"""

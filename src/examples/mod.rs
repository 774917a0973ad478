pub mod classic;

"""

- **ACTIVITY**
Word for word, repeat each line of the listing.

- **EXPECTED ANSWER**
filename src/examples/mod.rs
repository 774917a0973ad478
pub mod classic;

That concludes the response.